Note that each block of code for $C_\text{in}$ is considered a symbol for $C_\text{out}$. Now since the probability of error at any index $i$ for $D_\text{in}$ is at most $\tfrac{\gamma}{2}$ and the errors in $\text{BSC}_p$ are independent, the expected number of errors for $D_\text{in}$ is at most $\tfrac{\gamma N}{2}$ by linearity of expectation. Now applying Chernoff bound, we have bound error probability of more than $\gamma N$ errors occurring to be $e^\frac{-\gamma N}{6}$. Since the outer code $C_\text{out}$ can correct at most $\gamma N$ errors, this is the decoding error probability of $C^{*}$. This when expressed in asymptotic terms, gives us an error probability of $2^{-\Omega(\gamma N)}$. Thus the achieved decoding error probability of $C^{*}$ is exponentially small as the noisy-channel coding theorem.
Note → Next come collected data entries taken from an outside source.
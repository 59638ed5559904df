//! Decryptor.
//!
//! An inbound ratchet message is tried against the sender's active session,
//! then its stale sessions, each on a working copy. If none opens it and it
//! carries an X3DH init not seen before, a new session is accepted from the
//! referenced prekeys.
//!
//! Failure leaves sessions as they were, except that the attempted message
//! key is marked consumed on a session that owns its chain, so a retried
//! message cannot be used to probe that key again.

use peerlock_core::{
    EngineError, Environment, OneTimePreKeyRecord, PeerDeviceRecord, PeerDeviceStatus, SessionSet,
    SignedPreKeyRecord, Storage, WriteBatch, WriteOp, trust,
};
use peerlock_crypto::{CryptoError, RatchetLimits};
use peerlock_proto::{PayloadKind, RatchetMessage, X3dhInit};

use crate::{
    identity::{LocalIdentity, validate_device_id},
    manager::Engine,
    session,
    transport::KeyServerTransport,
};

/// Result of a decrypt call.
#[derive(Debug, Clone, PartialEq, Eq)]
pub struct Decrypted {
    /// Sender status as seen by this call
    pub status: PeerDeviceStatus,
    /// Recovered plaintext
    pub plaintext: Vec<u8>,
}

/// Outcome of trying the sessions already held for the sender.
struct Attempt {
    /// Payload from the first session that opened the message
    payload: Option<Vec<u8>>,
    /// First error, reported when nothing else applies
    first_error: Option<CryptoError>,
    /// A stored session recorded a consumed key
    marked: bool,
}

/// A message being decrypted, with its authenticated prefix.
struct Inbound<'a> {
    message: RatchetMessage,
    header: &'a [u8],
    context: &'a str,
}

/// Decrypt a ratchet message from `sender` to `local_id`.
///
/// `cipher_message` is required when the ratchet message carries a content
/// key.
///
/// # Errors
///
/// - `Decryption` for malformed, forged, replayed or undeliverable messages,
///   and for senders marked `Fail`
/// - `OutOfOrder` when the message lies beyond the skip window
/// - `UserNotFound` if `local_id` does not exist
pub(crate) async fn decrypt<S, T, E>(
    engine: &Engine<S, T, E>,
    local_id: &str,
    context: &str,
    sender: &str,
    ratchet_message: &[u8],
    cipher_message: Option<&[u8]>,
) -> Result<Decrypted, EngineError>
where
    S: Storage,
    T: KeyServerTransport,
    E: Environment,
{
    validate_device_id(sender)?;
    if sender == local_id {
        return Err(EngineError::invalid_input("cannot decrypt a message from the receiving device"));
    }

    let (message, header_len) = RatchetMessage::decode(ratchet_message)?;
    let inbound = Inbound { message, header: &ratchet_message[..header_len], context };

    let _gate = engine.locks.read_user(local_id).await;
    let local = LocalIdentity::load(&engine.storage, local_id)?;
    let _session = engine.locks.sessions(local_id, &[sender.to_string()]).await;

    let now = engine.env.wall_clock_secs();
    let limits = engine.config.limits();
    let peer = engine.storage.load_peer(local_id, sender)?;

    let reprovisioned = match (&inbound.message.x3dh_init, &peer) {
        (Some(init), Some(record)) => init.identity_key != record.identity_key,
        _ => false,
    };
    if peer.as_ref().is_some_and(|p| p.status == PeerDeviceStatus::Fail) && !reprovisioned {
        return Err(EngineError::Decryption { reason: format!("{sender} is marked fail") });
    }

    let mut sessions = engine.storage.load_sessions(local_id, sender)?.unwrap_or_default();
    let attempt = open_existing(&mut sessions, &inbound, limits, now);

    let bootstrap = match (&attempt.payload, &inbound.message.x3dh_init) {
        (None, Some(init)) if !sessions.accepted_from(&init.ephemeral_key) => Some(init),
        _ => None,
    };
    // Held until the batch consuming the prekeys is committed.
    let _prekeys =
        if bootstrap.is_some() { Some(engine.locks.prekeys(local_id).await) } else { None };

    let (payload, status, batch) = if let Some(payload) = attempt.payload {
        let mut batch = WriteBatch::new();
        batch.put_sessions(local_id, sender, sessions);
        (payload, trust::reported_status(peer.as_ref()), batch)
    } else {
        let accepted = match bootstrap {
            Some(init) => {
                accept(engine, &local, sender, peer.as_ref(), sessions.clone(), init, &inbound, now)
            },
            None => Err(attempt.first_error.map_or_else(
                || EngineError::Decryption { reason: format!("no session with {sender}") },
                EngineError::from,
            )),
        };

        match accepted {
            Ok(accepted) => accepted,
            Err(err) => {
                if attempt.marked {
                    persist_marks(engine, local_id, sender, sessions);
                }
                return Err(err);
            },
        }
    };

    let plaintext = match inbound.message.payload {
        PayloadKind::Plaintext => payload,
        PayloadKind::ContentKey => {
            let shared = cipher_message.filter(|c| !c.is_empty()).ok_or_else(|| {
                EngineError::Decryption { reason: "shared cipher message missing".to_string() }
            })?;
            session::open_shared(&payload, shared, sender, context)?
        },
    };

    engine.storage.commit(&batch)?;

    tracing::debug!("{} decrypted {} bytes from {}", local_id, plaintext.len(), sender);
    Ok(Decrypted { status, plaintext })
}

/// Try the active session, then the stale ones.
///
/// The session that opens the message is replaced by its advanced copy.
/// Sessions that fail record the attempted key as consumed.
fn open_existing(
    sessions: &mut SessionSet,
    inbound: &Inbound<'_>,
    limits: RatchetLimits,
    now: u64,
) -> Attempt {
    let mut attempt = Attempt { payload: None, first_error: None, marked: false };
    let message = &inbound.message;

    for slot in sessions.active.iter_mut().chain(sessions.stale.iter_mut()) {
        let mut working = slot.clone();
        match session::open(&mut working, message, inbound.header, inbound.context, limits) {
            Ok(payload) => {
                working.last_activity = now;
                *slot = working;
                attempt.payload = Some(payload);
                return attempt;
            },
            Err(err) => {
                attempt.marked |= slot.ratchet.mark_consumed(&message.ratchet_key, message.index, limits);
                attempt.first_error.get_or_insert(err);
            },
        }
    }

    attempt
}

/// Accept a new session from an X3DH init and open the message with it.
///
/// The caller holds the owner's prekey lock until the returned writes are
/// committed. An initiator ephemeral key already accepted under the signed
/// prekey is a replay, even when the session it created is gone.
///
/// Returns the payload, the status to report and the writes to commit.
#[allow(clippy::too_many_arguments)]
fn accept<S, T, E>(
    engine: &Engine<S, T, E>,
    local: &LocalIdentity,
    sender: &str,
    peer: Option<&PeerDeviceRecord>,
    sessions: SessionSet,
    init: &X3dhInit,
    inbound: &Inbound<'_>,
    now: u64,
) -> Result<(Vec<u8>, PeerDeviceStatus, WriteBatch), EngineError>
where
    S: Storage,
    T: KeyServerTransport,
    E: Environment,
{
    let owner = local.device_id();

    let mut signed_prekey = find_signed_prekey(engine, owner, init.signed_prekey_id, now)?;
    if signed_prekey.has_accepted(&init.ephemeral_key) {
        return Err(EngineError::Decryption {
            reason: format!("initial message from {sender} was already accepted"),
        });
    }
    let one_time_prekey = match init.one_time_prekey_id {
        Some(id) => Some(find_one_time_prekey(engine, owner, id)?),
        None => None,
    };

    let mut fresh = session::accept(
        local,
        sender,
        init,
        &signed_prekey,
        one_time_prekey.as_ref(),
        engine.env.random_u64(),
        now,
    )?;
    let payload = session::open(
        &mut fresh,
        &inbound.message,
        inbound.header,
        inbound.context,
        engine.config.limits(),
    )?;

    let observation = trust::observe_identity(peer, sender, &init.identity_key, now);
    let mut sessions = if observation.identity_changed {
        tracing::info!("identity key of {} changed, discarding its sessions", sender);
        SessionSet::default()
    } else {
        sessions
    };
    sessions.activate(fresh, engine.config.max_stale_sessions);
    signed_prekey.accepted_ephemerals.push(init.ephemeral_key);

    let mut batch = WriteBatch::new();
    batch
        .put_peer(owner, observation.record)
        .put_sessions(owner, sender, sessions)
        .push(WriteOp::PutSignedPreKey { owner: owner.to_string(), record: signed_prekey });
    if let Some(opk) = one_time_prekey {
        batch.push(WriteOp::DeleteOneTimePreKey { owner: owner.to_string(), id: opk.id });
    }

    tracing::info!("accepted session {} <- {}", owner, sender);
    Ok((payload, observation.reported, batch))
}

/// Current signed prekey, or a replaced one still inside its limbo period.
fn find_signed_prekey<S, T, E>(
    engine: &Engine<S, T, E>,
    owner: &str,
    id: u32,
    now: u64,
) -> Result<SignedPreKeyRecord, EngineError>
where
    S: Storage,
    T: KeyServerTransport,
    E: Environment,
{
    let limbo = engine.config.spk_limbo.as_secs();
    engine
        .storage
        .load_signed_prekeys(owner)?
        .into_iter()
        .find(|spk| {
            spk.id == id && spk.retired_at.is_none_or(|at| now.saturating_sub(at) < limbo)
        })
        .ok_or_else(|| EngineError::Decryption { reason: format!("unknown signed prekey {id}") })
}

fn find_one_time_prekey<S, T, E>(
    engine: &Engine<S, T, E>,
    owner: &str,
    id: u32,
) -> Result<OneTimePreKeyRecord, EngineError>
where
    S: Storage,
    T: KeyServerTransport,
    E: Environment,
{
    engine.storage.load_one_time_prekey(owner, id)?.ok_or_else(|| EngineError::Decryption {
        reason: format!("one-time prekey {id} is unknown or already used"),
    })
}

/// Persist consumed-key markers after a failed decrypt.
///
/// The decrypt has already failed; a storage error here is logged rather than
/// replacing the decryption error.
fn persist_marks<S, T, E>(engine: &Engine<S, T, E>, owner: &str, sender: &str, sessions: SessionSet)
where
    S: Storage,
    T: KeyServerTransport,
    E: Environment,
{
    let mut batch = WriteBatch::new();
    batch.put_sessions(owner, sender, sessions);
    if let Err(err) = engine.storage.commit(&batch) {
        tracing::warn!("could not record consumed key for {} <- {}: {}", owner, sender, err);
    }
}
//! Storage error types.
//!
//! - `NotFound`: a write references a local user that does not exist
//! - `Conflict`: a create-only write hit an existing record
//! - `Serialization`: failed to encode/decode a record
//! - `Io`: underlying storage system errors

use thiserror::Error;

/// Errors that can occur during storage operations
#[derive(Error, Debug, Clone, PartialEq, Eq)]
pub enum StorageError {
    /// Local user record missing
    #[error("local user not found: {device_id}")]
    NotFound {
        /// Device id of the missing user
        device_id: String,
    },

    /// Create-only write hit an existing record
    #[error("record already exists: {device_id}")]
    Conflict {
        /// Device id of the existing user
        device_id: String,
    },

    /// Serialization or deserialization failed
    #[error("serialization error: {0}")]
    Serialization(String),

    /// I/O error (file system, database, etc.)
    #[error("I/O error: {0}")]
    Io(String),
}

impl From<std::io::Error> for StorageError {
    fn from(err: std::io::Error) -> Self {
        StorageError::Io(err.to_string())
    }
}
We have given a general technique to construct $C^{*}$. For more detailed descriptions on $C_\text{in}$ and $C_\text{out}$ please read the following references. Recently a few other codes have also been constructed for achieving the capacities. LDPC codes have been considered for this purpose for their faster decoding time.

== Applications ==
The binary symmetric channel can model a disk drive used for memory storage: the channel input represents a bit being written to the disk and the output corresponds to the bit later being read. Error could arise from the magnetization flipping, background noise or the writing head making an error. Other objects which the binary symmetric channel can model include a telephone or radio communication line or cell division, from which the daughter cells contain DNA information from their parent cell.

This channel is often used by theorists because it is one of the simplest noisy channels to analyze. Many problems in communication theory can be reduced to a BSC. Conversely, being able to transmit effectively over the BSC can give rise to solutions for more complicated channels.